Directions
Return every line below in which "collect" appears.

Data to use
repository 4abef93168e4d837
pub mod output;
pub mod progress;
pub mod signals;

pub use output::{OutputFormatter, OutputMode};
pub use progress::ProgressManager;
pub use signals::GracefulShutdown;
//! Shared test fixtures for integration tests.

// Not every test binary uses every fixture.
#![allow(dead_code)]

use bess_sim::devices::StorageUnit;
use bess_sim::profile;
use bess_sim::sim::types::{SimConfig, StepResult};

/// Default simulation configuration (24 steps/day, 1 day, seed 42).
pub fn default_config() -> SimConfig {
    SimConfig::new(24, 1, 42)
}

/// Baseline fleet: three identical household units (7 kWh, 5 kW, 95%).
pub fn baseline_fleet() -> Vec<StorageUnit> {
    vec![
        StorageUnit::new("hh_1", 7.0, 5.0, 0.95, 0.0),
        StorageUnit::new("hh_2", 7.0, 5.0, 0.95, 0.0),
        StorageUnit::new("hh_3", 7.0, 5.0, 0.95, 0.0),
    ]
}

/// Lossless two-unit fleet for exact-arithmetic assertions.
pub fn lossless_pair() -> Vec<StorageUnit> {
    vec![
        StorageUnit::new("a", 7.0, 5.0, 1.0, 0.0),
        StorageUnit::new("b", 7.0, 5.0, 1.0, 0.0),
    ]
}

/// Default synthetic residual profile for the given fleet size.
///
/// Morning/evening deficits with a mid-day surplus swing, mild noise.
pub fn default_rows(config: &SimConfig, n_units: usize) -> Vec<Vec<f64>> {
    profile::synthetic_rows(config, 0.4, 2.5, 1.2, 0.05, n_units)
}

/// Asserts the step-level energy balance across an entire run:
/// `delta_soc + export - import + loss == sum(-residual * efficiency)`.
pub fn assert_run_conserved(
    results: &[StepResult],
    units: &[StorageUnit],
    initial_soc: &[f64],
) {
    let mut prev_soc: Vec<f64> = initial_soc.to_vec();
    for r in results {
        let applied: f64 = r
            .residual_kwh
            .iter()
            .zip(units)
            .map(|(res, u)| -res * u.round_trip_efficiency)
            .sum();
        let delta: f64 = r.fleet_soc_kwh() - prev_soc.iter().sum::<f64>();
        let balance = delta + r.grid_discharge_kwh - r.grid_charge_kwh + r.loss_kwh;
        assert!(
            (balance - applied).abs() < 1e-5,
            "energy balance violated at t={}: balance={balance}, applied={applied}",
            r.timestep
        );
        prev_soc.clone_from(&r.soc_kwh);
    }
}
* * *
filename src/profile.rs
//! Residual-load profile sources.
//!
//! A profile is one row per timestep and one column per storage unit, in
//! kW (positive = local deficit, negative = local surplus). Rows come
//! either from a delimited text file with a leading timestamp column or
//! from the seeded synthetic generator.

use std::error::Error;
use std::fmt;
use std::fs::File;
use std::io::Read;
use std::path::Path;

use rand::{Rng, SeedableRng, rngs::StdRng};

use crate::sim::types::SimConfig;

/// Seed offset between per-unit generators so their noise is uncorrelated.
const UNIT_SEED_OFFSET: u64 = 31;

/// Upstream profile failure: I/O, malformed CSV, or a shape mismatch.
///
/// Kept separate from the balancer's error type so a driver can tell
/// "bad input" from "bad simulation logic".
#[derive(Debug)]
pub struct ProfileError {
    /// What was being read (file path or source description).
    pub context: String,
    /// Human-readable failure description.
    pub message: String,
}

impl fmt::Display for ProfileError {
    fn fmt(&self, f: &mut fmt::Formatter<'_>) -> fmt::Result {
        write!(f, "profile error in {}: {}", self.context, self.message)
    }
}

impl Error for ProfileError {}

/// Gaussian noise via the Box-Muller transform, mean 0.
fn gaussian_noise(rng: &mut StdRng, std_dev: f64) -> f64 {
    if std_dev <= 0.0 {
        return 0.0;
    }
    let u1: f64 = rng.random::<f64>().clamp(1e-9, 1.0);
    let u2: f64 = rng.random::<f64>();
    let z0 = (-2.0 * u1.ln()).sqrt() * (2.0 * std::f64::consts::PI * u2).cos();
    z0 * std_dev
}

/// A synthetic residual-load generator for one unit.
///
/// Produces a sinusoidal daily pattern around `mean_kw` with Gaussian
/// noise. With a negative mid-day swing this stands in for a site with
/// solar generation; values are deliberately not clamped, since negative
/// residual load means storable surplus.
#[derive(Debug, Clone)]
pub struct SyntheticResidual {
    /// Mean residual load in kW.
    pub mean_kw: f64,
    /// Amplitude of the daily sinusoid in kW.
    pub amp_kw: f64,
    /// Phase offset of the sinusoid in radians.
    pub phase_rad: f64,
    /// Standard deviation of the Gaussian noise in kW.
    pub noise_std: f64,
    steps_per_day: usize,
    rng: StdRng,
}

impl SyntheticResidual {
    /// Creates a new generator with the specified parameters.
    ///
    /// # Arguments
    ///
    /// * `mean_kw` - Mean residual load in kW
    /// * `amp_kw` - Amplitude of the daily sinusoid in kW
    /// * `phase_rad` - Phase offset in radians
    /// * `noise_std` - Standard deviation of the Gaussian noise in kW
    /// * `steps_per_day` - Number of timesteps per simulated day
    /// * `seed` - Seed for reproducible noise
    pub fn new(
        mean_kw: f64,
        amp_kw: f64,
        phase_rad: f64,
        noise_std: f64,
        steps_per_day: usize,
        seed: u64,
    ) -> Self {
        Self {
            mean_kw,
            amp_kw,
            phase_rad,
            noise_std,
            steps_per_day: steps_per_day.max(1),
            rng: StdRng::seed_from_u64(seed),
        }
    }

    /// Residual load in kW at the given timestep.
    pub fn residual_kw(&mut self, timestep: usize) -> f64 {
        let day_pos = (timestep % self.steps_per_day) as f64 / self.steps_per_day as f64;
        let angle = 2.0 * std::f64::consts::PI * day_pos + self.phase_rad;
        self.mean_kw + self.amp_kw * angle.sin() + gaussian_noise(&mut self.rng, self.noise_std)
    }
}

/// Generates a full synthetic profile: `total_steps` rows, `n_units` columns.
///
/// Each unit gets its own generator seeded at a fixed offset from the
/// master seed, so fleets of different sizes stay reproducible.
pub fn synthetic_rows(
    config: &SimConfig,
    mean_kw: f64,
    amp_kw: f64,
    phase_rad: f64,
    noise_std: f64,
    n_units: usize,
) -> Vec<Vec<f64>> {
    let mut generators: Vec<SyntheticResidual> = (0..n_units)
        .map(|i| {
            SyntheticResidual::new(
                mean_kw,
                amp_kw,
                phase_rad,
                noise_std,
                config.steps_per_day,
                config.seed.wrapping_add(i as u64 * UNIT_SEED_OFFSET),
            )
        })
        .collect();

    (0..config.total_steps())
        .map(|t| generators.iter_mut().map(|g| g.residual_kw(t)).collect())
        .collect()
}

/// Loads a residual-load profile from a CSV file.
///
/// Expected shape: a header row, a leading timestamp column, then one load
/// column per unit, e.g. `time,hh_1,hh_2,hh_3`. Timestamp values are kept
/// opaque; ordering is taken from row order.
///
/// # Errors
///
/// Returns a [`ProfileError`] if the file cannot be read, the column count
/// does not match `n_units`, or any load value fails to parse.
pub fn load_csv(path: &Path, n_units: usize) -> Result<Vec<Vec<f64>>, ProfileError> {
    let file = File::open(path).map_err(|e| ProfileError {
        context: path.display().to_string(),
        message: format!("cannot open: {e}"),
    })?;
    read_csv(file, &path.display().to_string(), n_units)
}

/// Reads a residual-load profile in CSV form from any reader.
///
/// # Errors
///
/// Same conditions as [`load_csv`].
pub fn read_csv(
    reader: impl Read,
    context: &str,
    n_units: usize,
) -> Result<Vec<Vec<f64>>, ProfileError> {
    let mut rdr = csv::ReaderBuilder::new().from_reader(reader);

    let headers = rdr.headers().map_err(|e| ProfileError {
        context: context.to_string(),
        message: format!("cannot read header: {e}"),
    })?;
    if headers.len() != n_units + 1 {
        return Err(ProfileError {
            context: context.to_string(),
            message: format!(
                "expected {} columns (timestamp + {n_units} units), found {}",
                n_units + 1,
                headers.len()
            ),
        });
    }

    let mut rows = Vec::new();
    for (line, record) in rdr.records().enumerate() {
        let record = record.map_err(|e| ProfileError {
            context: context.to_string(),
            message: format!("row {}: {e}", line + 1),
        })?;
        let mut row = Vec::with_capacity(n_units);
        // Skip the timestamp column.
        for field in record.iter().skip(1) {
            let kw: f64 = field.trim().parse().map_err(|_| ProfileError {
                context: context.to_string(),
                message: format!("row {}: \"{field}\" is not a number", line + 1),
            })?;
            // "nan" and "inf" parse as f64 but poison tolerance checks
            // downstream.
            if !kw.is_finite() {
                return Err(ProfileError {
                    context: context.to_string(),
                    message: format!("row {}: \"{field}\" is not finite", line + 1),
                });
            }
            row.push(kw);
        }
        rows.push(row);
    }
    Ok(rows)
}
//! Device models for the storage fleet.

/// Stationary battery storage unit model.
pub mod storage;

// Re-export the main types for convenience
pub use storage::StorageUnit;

Completed task
        .collect();
        .map(|t| generators.iter_mut().map(|g| g.residual_kw(t)).collect())
        .collect()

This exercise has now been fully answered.